Artist Spotlight: Brent Yingling

The 2016 University of Pittsburgh’s Sociology Journal Cover, watercolors and digital / Courtesy of Brent Yingling

Although he fell in love with art early in high school, Brent Yingling strayed away from it as a Pitt underclassman to pursue a more practical career in law.

It wasn’t until he started doing research with Delanie Jenkins, the head of the studio arts department, that he rediscovered his passion. Yingling helped Jenkins prep materials by cutting and moving thousands of pieces of tape for a collection of her work at the time that was centered around tape — and he was re-hooked.

“Within one month of working with Jenkins, I was back in the art department already,” Yingling said.

Since returning to his roots as an artist, Yingling, a senior studio arts major, has worked with and formed creative connections with numerous other professors in the studio arts department. He’s built a portfolio based on personal experience, cultural and political statements and installation art that pushes the boundaries of comfort.

In the senior art show last year, five faculty members selected Yingling as a junior to showcase six different pieces of his work in the show.

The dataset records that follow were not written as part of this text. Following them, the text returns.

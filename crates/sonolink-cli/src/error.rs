//! Error types for the sonolink simulator

use thiserror::Error;

/// Result type alias for simulator operations
pub type Result<T> = std::result::Result<T, Error>;

/// Errors that can occur while loading or running a scenario
#[derive(Debug, Error)]
pub enum Error {
    /// Scenario file or value error
    #[error("Scenario error: {0}")]
    Config(String),

    /// Replication core error
    #[error(transparent)]
    Core(#[from] sonolink_core::Error),

    /// IO error
    #[error("IO error: {0}")]
    Io(#[from] std::io::Error),

    /// TOML parsing error
    #[error("TOML parse error: {0}")]
    TomlParse(#[from] toml::de::Error),

    /// TOML serialization error
    #[error("TOML serialization error: {0}")]
    TomlSerialize(#[from] toml::ser::Error),
}
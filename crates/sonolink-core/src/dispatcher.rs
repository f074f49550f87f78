//! Command relay and application.
//!
//! The dispatcher implements the replication rules:
//!
//! - A locally issued command is never applied directly. It is sent to every
//!   peer (including this one) when this peer is authoritative, otherwise to
//!   the authoritative peer only.
//! - The authoritative peer relays, verbatim, every message that did not come
//!   from itself, and does not apply it on that receive. The relayed copy
//!   comes back to it like to everyone else and is applied then.
//! - Every other received message is applied: once to the source and once to
//!   each source it links to, with volume-bearing effects damped per edge.
//!
//! Together this gives exactly one application per peer per issued command,
//! with no message relayed more than once.

use crate::clip::ClipHandle;
use crate::command::{Action, Command, SourceId};
use crate::error::Result;
use crate::fade::FadeScheduler;
use crate::session::Context;
use crate::source::SourceOutput;
use crate::transport::{Envelope, Transport};
use crate::wire;

/// What happened to a received message.
#[derive(Clone, Copy, Debug, PartialEq, Eq)]
pub enum Disposition {
    /// Rebroadcast to all peers without applying.
    Relayed,
    /// Applied locally to this many sources.
    Applied { targets: usize },
}

/// Counters kept by the dispatcher.
#[derive(Clone, Copy, Debug, Default, PartialEq, Eq)]
pub struct DispatchStats {
    pub issued: u64,
    pub relayed: u64,
    pub applied: u64,
    pub dropped: u64,
}

/// Relay/apply core sitting on top of a [`Transport`].
pub struct CommandDispatcher<T: Transport> {
    transport: T,
    stats: DispatchStats,
}

impl<T: Transport> CommandDispatcher<T> {
    pub fn new(transport: T) -> Self {
        Self {
            transport,
            stats: DispatchStats::default(),
        }
    }

    pub fn transport(&self) -> &T {
        &self.transport
    }

    pub fn transport_mut(&mut self) -> &mut T {
        &mut self.transport
    }

    pub fn stats(&self) -> DispatchStats {
        self.stats
    }

    /// Send a locally issued command.
    pub fn issue(&mut self, cmd: &Command) -> Result<()> {
        let bytes = wire::encode(cmd)?;
        if self.transport.is_authoritative() {
            log::debug!("[DISPATCH] Issuing {:?} for source {} to all peers", cmd.kind(), cmd.source);
            self.transport.send_to_all(&bytes)?;
        } else {
            log::debug!("[DISPATCH] Issuing {:?} for source {} to authority", cmd.kind(), cmd.source);
            self.transport.send_to_authority(&bytes)?;
        }
        self.stats.issued += 1;
        Ok(())
    }

    /// Take the next message from the transport.
    pub fn next_envelope(&mut self) -> Option<Envelope> {
        self.transport.try_recv()
    }

    /// Handle one received message: relay it or apply it.
    ///
    /// Any error leaves local state untouched for this message and is counted
    /// as a drop; the caller is expected to log it and carry on.
    pub fn receive(
        &mut self,
        envelope: &Envelope,
        ctx: &mut Context,
        fades: &mut FadeScheduler,
    ) -> Result<Disposition> {
        let result = self.route(envelope, ctx, fades);
        match result {
            Ok(Disposition::Relayed) => self.stats.relayed += 1,
            Ok(Disposition::Applied { .. }) => self.stats.applied += 1,
            Err(_) => self.stats.dropped += 1,
        }
        result
    }

    fn route(
        &mut self,
        envelope: &Envelope,
        ctx: &mut Context,
        fades: &mut FadeScheduler,
    ) -> Result<Disposition> {
        let cmd = wire::decode(&envelope.payload)?;

        if self.transport.is_authoritative() && envelope.from != self.transport.local_peer() {
            log::debug!(
                "[RELAY] {:?} for source {} from {}, rebroadcasting",
                cmd.kind(),
                cmd.source,
                envelope.from
            );
            self.transport.send_to_all(&envelope.payload)?;
            return Ok(Disposition::Relayed);
        }

        let targets = apply(ctx, fades, &cmd)?;
        Ok(Disposition::Applied { targets })
    }
}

For these works, he won three scholarships.

Several of Yingling’s installations have been on display in The Vault viewing space in the Frick Fine Arts Building, and he completed Pitt’s prestigious two-and-a-half-week artist residency, The Wyoming Field Study, in the Spring Creek Reserve this past summer. Today, he has a piece in Hillman Library’s AJ Schneider Reading Room: a tapestry called “45 seconds” that illustrates pig slaughters every 45 seconds worldwide.

“I try and set up spaces that allow people to come and have their own experience within the confines I set up,” Yingling said about his installations. His work is generally subversive and sends strong messages to the audience.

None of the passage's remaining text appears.